_WORK TO COMPLETE_.
Go through the listing and copy each line that has the string "ProviderId" in it.

_MATERIAL PROVIDED_.
++++++++++++++++++++
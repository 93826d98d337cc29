use chrono::{DateTime, Utc};

/// Source of "now" for freshness checks, cooldowns and timestamps
pub trait Clock: Send + Sync {
    fn now(&self) -> DateTime<Utc>;
}

#[derive(Debug, Clone, Copy, Default)]
pub struct SystemClock;

impl Clock for SystemClock {
    fn now(&self) -> DateTime<Utc> {
        Utc::now()
    }
}
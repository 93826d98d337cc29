//! Thin client for TheTVDB v4 API.
//!
//! Only the endpoints needed for localized series titles are covered:
//! login, the series base record and series translations.

mod client;
mod error;
mod series;
pub mod models;

pub use client::TvdbClient;
pub use error::TvdbError;
pub use models::{SeriesBase, Translation};

pub type Result<T> = std::result::Result<T, TvdbError>;
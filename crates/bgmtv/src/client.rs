use reqwest::Client;

const BASE_URL: &str = "https://api.bgm.tv";
pub(crate) const USER_AGENT: &str = concat!("catalog-bgmtv/", env!("CARGO_PKG_VERSION"));

pub struct BgmtvClient {
    client: Client,
    base_url: String,
}

impl BgmtvClient {
    /// Create a BgmtvClient with a reqwest Client.
    pub fn new(client: Client) -> Self {
        Self {
            client,
            base_url: BASE_URL.to_string(),
        }
    }

    /// Point the client at a different host (mirrors, local fixtures).
    pub fn with_base_url(mut self, base_url: impl Into<String>) -> Self {
        self.base_url = base_url.into();
        self
    }

    pub(crate) fn client(&self) -> &Client {
        &self.client
    }

    pub(crate) fn url(&self, path: &str) -> String {
        format!("{}{}", self.base_url, path)
    }

    pub(crate) async fn handle_response<T: serde::de::DeserializeOwned>(
        &self,
        response: reqwest::Response,
    ) -> crate::Result<T> {
        let status = response.status();
        let body = response.text().await?;
        if !status.is_success() {
            return Err(crate::BgmtvError::Api {
                status_code: status.as_u16(),
                message: body,
            });
        }
        crate::models::decode(&body)
    }
}
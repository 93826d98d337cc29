use serde::Deserialize;

use crate::{
    models::{Movie, PaginatedResponse, SearchMultiResult, TvShow},
    TmdbClient,
};

#[derive(Debug, Deserialize)]
struct RawPaginatedResponse {
    page: i64,
    results: Vec<serde_json::Value>,
    total_pages: i64,
    total_results: i64,
}

impl TmdbClient {
    /// Search for movies and TV shows using the multi search endpoint.
    ///
    /// This method filters out person results and only returns movie and TV results.
    pub async fn search_multi(
        &self,
        query: &str,
        language: &str,
    ) -> crate::Result<PaginatedResponse<SearchMultiResult>> {
        let raw: RawPaginatedResponse = self
            .get(
                "/search/multi",
                &[
                    ("language", language),
                    ("query", query),
                    ("include_adult", "false"),
                ],
            )
            .await?;

        Ok(filter_multi(raw))
    }
}

fn filter_multi(raw: RawPaginatedResponse) -> PaginatedResponse<SearchMultiResult> {
    let results: Vec<SearchMultiResult> = raw
        .results
        .into_iter()
        .filter_map(|value| {
            let media_type = value.get("media_type")?.as_str()?;
            match media_type {
                "tv" => {
                    let tv: TvShow = serde_json::from_value(value).ok()?;
                    Some(SearchMultiResult::Tv(tv))
                }
                "movie" => {
                    let movie: Movie = serde_json::from_value(value).ok()?;
                    Some(SearchMultiResult::Movie(movie))
                }
                _ => None, // Filter out "person" and other types
            }
        })
        .collect();

    PaginatedResponse {
        page: raw.page,
        results,
        total_pages: raw.total_pages,
        total_results: raw.total_results,
    }
}
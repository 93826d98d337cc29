//! Settings stored in a TOML file.

use std::path::{Path, PathBuf};
use std::time::Duration;

use serde::{Deserialize, Serialize};

use crate::cache::DEFAULT_CACHE_TTL_SECS;
use crate::error::ConfigError;
use crate::freshness::{
    FreshnessPolicy, DEFAULT_MAX_VALIDITY_HOURS, DEFAULT_WINDOW_MINUTES, DEFAULT_WINDOW_START_HOURS,
};
use crate::marker::{MarkerStore, DEFAULT_NO_DATA_COOLDOWN_HOURS};
use crate::pipeline::PipelineOptions;
use crate::scheduler::DEFAULT_CONCURRENCY;
use crate::snapshot::DEFAULT_MAX_DOCUMENT_BYTES;

#[derive(Debug, Clone, Default, PartialEq, Serialize, Deserialize)]
pub struct Settings {
    #[serde(default)]
    pub tmdb: TmdbSettings,
    #[serde(default)]
    pub tvdb: TvdbSettings,
    #[serde(default)]
    pub store: StoreSettings,
    #[serde(default)]
    pub freshness: FreshnessSettings,
    #[serde(default)]
    pub enrichment: EnrichmentSettings,
    #[serde(default)]
    pub cache: CacheSettings,
}

/// Reference provider (TMDB)
#[derive(Debug, Clone, PartialEq, Serialize, Deserialize)]
pub struct TmdbSettings {
    #[serde(default)]
    pub api_key: String,
    #[serde(default = "TmdbSettings::default_language")]
    pub language: String,
}

impl Default for TmdbSettings {
    fn default() -> Self {
        Self {
            api_key: String::new(),
            language: Self::default_language(),
        }
    }
}

impl TmdbSettings {
    fn default_language() -> String {
        "en-US".to_string()
    }
}

/// Secondary provider (TheTVDB)
#[derive(Debug, Clone, PartialEq, Serialize, Deserialize)]
pub struct TvdbSettings {
    #[serde(default)]
    pub api_key: String,
    #[serde(default = "TvdbSettings::default_language")]
    pub language: String,
}

impl Default for TvdbSettings {
    fn default() -> Self {
        Self {
            api_key: String::new(),
            language: Self::default_language(),
        }
    }
}

impl TvdbSettings {
    fn default_language() -> String {
        "eng".to_string()
    }
}

#[derive(Debug, Clone, PartialEq, Serialize, Deserialize)]
pub struct StoreSettings {
    /// Directory holding snapshot documents
    #[serde(default)]
    pub root: Option<PathBuf>,
    #[serde(default = "StoreSettings::default_max_document_bytes")]
    pub max_document_bytes: usize,
}

impl Default for StoreSettings {
    fn default() -> Self {
        Self {
            root: None,
            max_document_bytes: Self::default_max_document_bytes(),
        }
    }
}

impl StoreSettings {
    fn default_max_document_bytes() -> usize {
        DEFAULT_MAX_DOCUMENT_BYTES
    }
}

#[derive(Debug, Clone, PartialEq, Serialize, Deserialize)]
pub struct FreshnessSettings {
    /// Daily refresh window start hours, UTC
    #[serde(default = "FreshnessSettings::default_window_start_hours")]
    pub window_start_hours: Vec<u32>,
    #[serde(default = "FreshnessSettings::default_window_minutes")]
    pub window_minutes: i64,
    #[serde(default = "FreshnessSettings::default_max_validity_hours")]
    pub max_validity_hours: i64,
}

impl Default for FreshnessSettings {
    fn default() -> Self {
        Self {
            window_start_hours: Self::default_window_start_hours(),
            window_minutes: Self::default_window_minutes(),
            max_validity_hours: Self::default_max_validity_hours(),
        }
    }
}

impl FreshnessSettings {
    fn default_window_start_hours() -> Vec<u32> {
        DEFAULT_WINDOW_START_HOURS.to_vec()
    }

    fn default_window_minutes() -> i64 {
        DEFAULT_WINDOW_MINUTES
    }

    fn default_max_validity_hours() -> i64 {
        DEFAULT_MAX_VALIDITY_HOURS
    }

    pub fn policy(&self) -> Result<FreshnessPolicy, ConfigError> {
        Ok(FreshnessPolicy::new(
            self.window_start_hours.clone(),
            span("freshness.window_minutes", self.window_minutes, chrono::Duration::try_minutes)?,
            span("freshness.max_validity_hours", self.max_validity_hours, chrono::Duration::try_hours)?,
        ))
    }
}

#[derive(Debug, Clone, PartialEq, Serialize, Deserialize)]
pub struct EnrichmentSettings {
    #[serde(default = "EnrichmentSettings::default_concurrency")]
    pub concurrency: usize,
    /// Per provider call; 0 disables the timeout
    #[serde(default = "EnrichmentSettings::default_call_timeout_secs")]
    pub call_timeout_secs: u64,
    #[serde(default = "EnrichmentSettings::default_no_data_cooldown_hours")]
    pub no_data_cooldown_hours: i64,
}

impl Default for EnrichmentSettings {
    fn default() -> Self {
        Self {
            concurrency: Self::default_concurrency(),
            call_timeout_secs: Self::default_call_timeout_secs(),
            no_data_cooldown_hours: Self::default_no_data_cooldown_hours(),
        }
    }
}

impl EnrichmentSettings {
    fn default_concurrency() -> usize {
        DEFAULT_CONCURRENCY
    }

    fn default_call_timeout_secs() -> u64 {
        20
    }

    fn default_no_data_cooldown_hours() -> i64 {
        DEFAULT_NO_DATA_COOLDOWN_HOURS
    }

    pub fn markers(&self) -> Result<MarkerStore, ConfigError> {
        let cooldown = span(
            "enrichment.no_data_cooldown_hours",
            self.no_data_cooldown_hours,
            chrono::Duration::try_hours,
        )?;
        Ok(MarkerStore::new(cooldown))
    }
}

#[derive(Debug, Clone, PartialEq, Serialize, Deserialize)]
pub struct CacheSettings {
    #[serde(default = "CacheSettings::default_ttl_secs")]
    pub ttl_secs: i64,
}

impl Default for CacheSettings {
    fn default() -> Self {
        Self {
            ttl_secs: Self::default_ttl_secs(),
        }
    }
}

impl CacheSettings {
    fn default_ttl_secs() -> i64 {
        DEFAULT_CACHE_TTL_SECS
    }

    pub fn ttl(&self) -> Result<chrono::Duration, ConfigError> {
        span("cache.ttl_secs", self.ttl_secs, chrono::Duration::try_seconds)
    }
}

/// Largest accepted per-call timeout
const MAX_CALL_TIMEOUT_SECS: u64 = 3600;

fn span(
    field: &str,
    value: i64,
    make: fn(i64) -> Option<chrono::Duration>,
) -> Result<chrono::Duration, ConfigError> {
    make(value).ok_or_else(|| ConfigError::Invalid(format!("{} is out of range: {}", field, value)))
}

impl Settings {
    /// Load settings from file, or create it with defaults if it doesn't exist.
    pub async fn load_or_create(path: &Path) -> Result<Self, ConfigError> {
        let settings = match tokio::fs::read_to_string(path).await {
            Ok(content) => {
                let settings: Settings = toml::from_str(&content)?;
                tracing::info!("Loaded settings from {}", path.display());
                settings
            }
            Err(e) if e.kind() == std::io::ErrorKind::NotFound => {
                let default = Settings::default();
                default.save(path).await?;
                tracing::info!("Created default settings file at {}", path.display());
                default
            }
            Err(e) => return Err(e.into()),
        };

        settings.validate()?;
        Ok(settings)
    }

    /// Save settings to a TOML file atomically.
    pub async fn save(&self, path: &Path) -> Result<(), ConfigError> {
        let toml_str = toml::to_string_pretty(self)?;

        if let Some(parent) = path.parent().filter(|p| !p.as_os_str().is_empty()) {
            tokio::fs::create_dir_all(parent).await?;
        }
        let tmp_path = path.with_extension("toml.tmp");
        tokio::fs::write(&tmp_path, &toml_str).await?;
        tokio::fs::rename(&tmp_path, path).await?;

        tracing::debug!("Saved settings to {}", path.display());
        Ok(())
    }

    pub fn validate(&self) -> Result<(), ConfigError> {
        let invalid = |msg: String| Err(ConfigError::Invalid(msg));

        if self.enrichment.concurrency == 0 {
            return invalid("enrichment.concurrency must be at least 1".to_string());
        }
        if self.enrichment.no_data_cooldown_hours < 0 {
            return invalid("enrichment.no_data_cooldown_hours must not be negative".to_string());
        }
        if let Some(hour) = self.freshness.window_start_hours.iter().find(|&&h| h >= 24) {
            return invalid(format!("freshness.window_start_hours contains {}", hour));
        }
        if self.freshness.window_minutes <= 0 {
            return invalid("freshness.window_minutes must be positive".to_string());
        }
        if self.freshness.max_validity_hours <= 0 {
            return invalid("freshness.max_validity_hours must be positive".to_string());
        }
        if self.store.max_document_bytes == 0 {
            return invalid("store.max_document_bytes must be positive".to_string());
        }
        if self.cache.ttl_secs <= 0 {
            return invalid("cache.ttl_secs must be positive".to_string());
        }
        if self.enrichment.call_timeout_secs > MAX_CALL_TIMEOUT_SECS {
            return invalid(format!(
                "enrichment.call_timeout_secs must be at most {}",
                MAX_CALL_TIMEOUT_SECS
            ));
        }

        self.freshness.policy()?;
        self.enrichment.markers()?;
        self.cache.ttl()?;
        Ok(())
    }

    pub fn pipeline_options(&self) -> PipelineOptions {
        PipelineOptions {
            concurrency: self.enrichment.concurrency,
            call_timeout: match self.enrichment.call_timeout_secs {
                0 => None,
                secs => Some(Duration::from_secs(secs)),
            },
            reference_language: self.tmdb.language.clone(),
            secondary_language: self.tvdb.language.clone(),
        }
    }
}

#[cfg(test)]
mod tests {
    use super::*;

    #[test]
    fn test_partial_file_uses_defaults() {
        let settings: Settings = toml::from_str(
            r#"
            [tmdb]
            api_key = "abc"

            [freshness]
            window_start_hours = [6, 18]
            "#,
        )
        .unwrap();

        assert_eq!(settings.tmdb.api_key, "abc");
        assert_eq!(settings.tmdb.language, "en-US");
        assert_eq!(settings.tvdb.language, "eng");
        assert_eq!(settings.freshness.window_start_hours, vec![6, 18]);
        assert_eq!(settings.freshness.max_validity_hours, 8);
        assert_eq!(settings.store.max_document_bytes, 1_048_576);
        assert_eq!(settings.enrichment.concurrency, 5);
        assert!(settings.store.root.is_none());
        settings.validate().unwrap();
    }

    #[test]
    fn test_validate_rejects_bad_values() {
        let mut settings = Settings::default();
        settings.enrichment.concurrency = 0;
        assert!(matches!(settings.validate(), Err(ConfigError::Invalid(_))));

        let mut settings = Settings::default();
        settings.freshness.window_start_hours = vec![4, 24];
        assert!(matches!(settings.validate(), Err(ConfigError::Invalid(_))));

        let mut settings = Settings::default();
        settings.freshness.max_validity_hours = 0;
        assert!(settings.validate().is_err());

        let mut settings = Settings::default();
        settings.cache.ttl_secs = -5;
        assert!(matches!(settings.validate(), Err(ConfigError::Invalid(_))));

        let mut settings = Settings::default();
        settings.enrichment.call_timeout_secs = 86_400;
        assert!(matches!(settings.validate(), Err(ConfigError::Invalid(_))));
    }

    #[test]
    fn test_out_of_range_durations_are_errors() {
        let mut settings = Settings::default();
        settings.freshness.max_validity_hours = i64::MAX;
        assert!(matches!(settings.validate(), Err(ConfigError::Invalid(_))));
        assert!(matches!(settings.freshness.policy(), Err(ConfigError::Invalid(_))));

        let mut settings = Settings::default();
        settings.enrichment.no_data_cooldown_hours = i64::MAX;
        assert!(settings.validate().is_err());
        assert!(settings.enrichment.markers().is_err());

        let mut settings = Settings::default();
        settings.cache.ttl_secs = i64::MAX;
        assert!(settings.validate().is_err());
        assert!(settings.cache.ttl().is_err());

        let settings = Settings::default();
        assert!(settings.freshness.policy().is_ok());
        assert_eq!(settings.cache.ttl().unwrap(), chrono::Duration::seconds(DEFAULT_CACHE_TTL_SECS));
    }

    #[test]
    fn test_zero_timeout_disables_it() {
        let mut settings = Settings::default();
        assert_eq!(
            settings.pipeline_options().call_timeout,
            Some(Duration::from_secs(20))
        );
        settings.enrichment.call_timeout_secs = 0;
        assert_eq!(settings.pipeline_options().call_timeout, None);
    }

    #[tokio::test]
    async fn test_load_or_create_writes_defaults() {
        let dir = std::env::temp_dir().join(format!("catalog-config-{}", std::process::id()));
        let path = dir.join("catalog.toml");
        let _ = std::fs::remove_dir_all(&dir);

        let created = Settings::load_or_create(&path).await.unwrap();
        assert_eq!(created, Settings::default());
        assert!(path.exists());

        let loaded = Settings::load_or_create(&path).await.unwrap();
        assert_eq!(loaded, created);

        let _ = std::fs::remove_dir_all(dir);
    }
}
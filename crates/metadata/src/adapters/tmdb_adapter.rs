//! TMDB lookup provider adapter

use std::sync::Arc;
use std::sync::LazyLock;

use async_trait::async_trait;
use regex::Regex;
use tmdb::{SearchMultiResult, TmdbClient};

use crate::{Details, ExternalIds, LookupProvider, MediaType, ProviderError, ProviderId, SearchHit};

/// TMDB lookup provider
pub struct TmdbProvider {
    client: Arc<TmdbClient>,
}

impl TmdbProvider {
    pub fn new(client: Arc<TmdbClient>) -> Self {
        Self { client }
    }
}

#[async_trait]
impl LookupProvider for TmdbProvider {
    async fn search_by_title(
        &self,
        title: &str,
        language: &str,
    ) -> Result<Vec<SearchHit>, ProviderError> {
        let cleaned = clean_title_for_search(title);
        let response = self.client.search_multi(&cleaned, language).await?;

        Ok(response
            .results
            .into_iter()
            .map(|result| match result {
                SearchMultiResult::Tv(show) => SearchHit {
                    id: ProviderId::tv(show.id),
                    title: show.name,
                    overview: non_empty(show.overview),
                },
                SearchMultiResult::Movie(movie) => SearchHit {
                    id: ProviderId::movie(movie.id),
                    title: movie.title,
                    overview: non_empty(movie.overview),
                },
            })
            .collect())
    }

    async fn get_details(
        &self,
        id: ProviderId,
        language: &str,
    ) -> Result<Option<Details>, ProviderError> {
        // TMDB echoes the original name when a translation is missing, so a
        // name equal to the original one is not counted as localized.
        let details = match id.media_type {
            MediaType::Tv => not_found_as_none(self.client.get_tv_details(id.id, language).await)?
                .map(|tv| localized(tv.name, tv.original_name, tv.overview)),
            MediaType::Movie => {
                not_found_as_none(self.client.get_movie_details(id.id, language).await)?
                    .map(|movie| localized(movie.title, movie.original_title, movie.overview))
            }
        };
        Ok(details)
    }

    async fn get_external_ids(&self, id: ProviderId) -> Result<Option<ExternalIds>, ProviderError> {
        let ids = match id.media_type {
            MediaType::Tv => self.client.get_tv_external_ids(id.id).await,
            MediaType::Movie => self.client.get_movie_external_ids(id.id).await,
        };

        Ok(not_found_as_none(ids)?.map(|ids| ExternalIds {
            secondary_id: ids.tvdb_id.filter(|id| *id > 0),
            imdb_id: ids.imdb_id.filter(|id| !id.is_empty()),
        }))
    }

    fn name(&self) -> &'static str {
        "tmdb"
    }
}

fn localized(name: String, original_name: String, overview: String) -> Details {
    let translated = name != original_name;
    Details {
        title: if translated { non_empty(name) } else { None },
        overview: non_empty(overview),
        original_title: non_empty(original_name),
        original_overview: None,
    }
}

fn non_empty(value: String) -> Option<String> {
    let trimmed = value.trim();
    if trimmed.is_empty() {
        None
    } else {
        Some(trimmed.to_string())
    }
}

fn not_found_as_none<T>(result: tmdb::Result<T>) -> Result<Option<T>, ProviderError> {
    match result {
        Ok(value) => Ok(Some(value)),
        Err(e) if e.is_not_found() => Ok(None),
        Err(e) => Err(ProviderError::Tmdb(e)),
    }
}

/// Clean title for TMDB search by removing season and split-cour markers.
pub fn clean_title_for_search(title: &str) -> String {
    // Pattern to match split-cour markers: 第Xクール, 第X部分, Part X, Cour X
    static SPLIT_COUR_PATTERN: LazyLock<Regex> = LazyLock::new(|| {
        Regex::new(r"(?i)(?:第\s*\d+\s*(?:クール|部分))|(?:\bPart\s*\d+\b)|(?:\bCour\s*\d+\b)")
            .unwrap()
    });

    // Pattern to match season markers: 第X季, 第X期, Season X, 2nd Season
    // Standalone "S\d" is left alone, it collides with real titles.
    static SEASON_PATTERN: LazyLock<Regex> = LazyLock::new(|| {
        Regex::new(
            r"(?i)(?:第[0-9一二三四五六七八九十]+(?:季|期))|(?:\bSEASON\s*\d{1,2}\b)|(?:\b\d{1,2}(?:st|nd|rd|th)\s+Season\b)",
        )
        .unwrap()
    });

    let mut result = title.to_string();
    result = SPLIT_COUR_PATTERN.replace_all(&result, "").to_string();
    result = SEASON_PATTERN.replace_all(&result, "").to_string();
    let cleaned = result.split_whitespace().collect::<Vec<_>>().join(" ");

    if cleaned.is_empty() {
        title.trim().to_string()
    } else {
        cleaned
    }
}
++++++++++++++++++++
_EXERCISE RESULT_.
use crate::{Details, ExternalIds, LookupProvider, MediaType, ProviderError, ProviderId, SearchHit};
                    id: ProviderId::tv(show.id),
                    id: ProviderId::movie(movie.id),
        id: ProviderId,
    async fn get_external_ids(&self, id: ProviderId) -> Result<Option<ExternalIds>, ProviderError> {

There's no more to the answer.